Activity
Scan the records below for the line with "repository ef907736fb265bea" and the line with "let cfg = Config::load()?;". Repeat those two lines and every line between them exactly, and nothing else.

Records provided

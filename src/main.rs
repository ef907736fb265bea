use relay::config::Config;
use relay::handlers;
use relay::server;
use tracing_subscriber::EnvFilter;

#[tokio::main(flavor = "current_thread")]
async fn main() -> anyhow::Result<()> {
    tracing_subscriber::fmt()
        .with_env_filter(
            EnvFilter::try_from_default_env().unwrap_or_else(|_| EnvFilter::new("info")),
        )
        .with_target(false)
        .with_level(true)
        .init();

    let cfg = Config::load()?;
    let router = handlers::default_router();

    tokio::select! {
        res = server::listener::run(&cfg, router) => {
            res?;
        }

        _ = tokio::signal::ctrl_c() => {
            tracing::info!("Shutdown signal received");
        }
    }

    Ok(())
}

Solution below
repository ef907736fb265bea
use relay::config::Config;
use relay::handlers;
use relay::server;
use tracing_subscriber::EnvFilter;

#[tokio::main(flavor = "current_thread")]
async fn main() -> anyhow::Result<()> {
    tracing_subscriber::fmt()
        .with_env_filter(
            EnvFilter::try_from_default_env().unwrap_or_else(|_| EnvFilter::new("info")),
        )
        .with_target(false)
        .with_level(true)
        .init();

    let cfg = Config::load()?;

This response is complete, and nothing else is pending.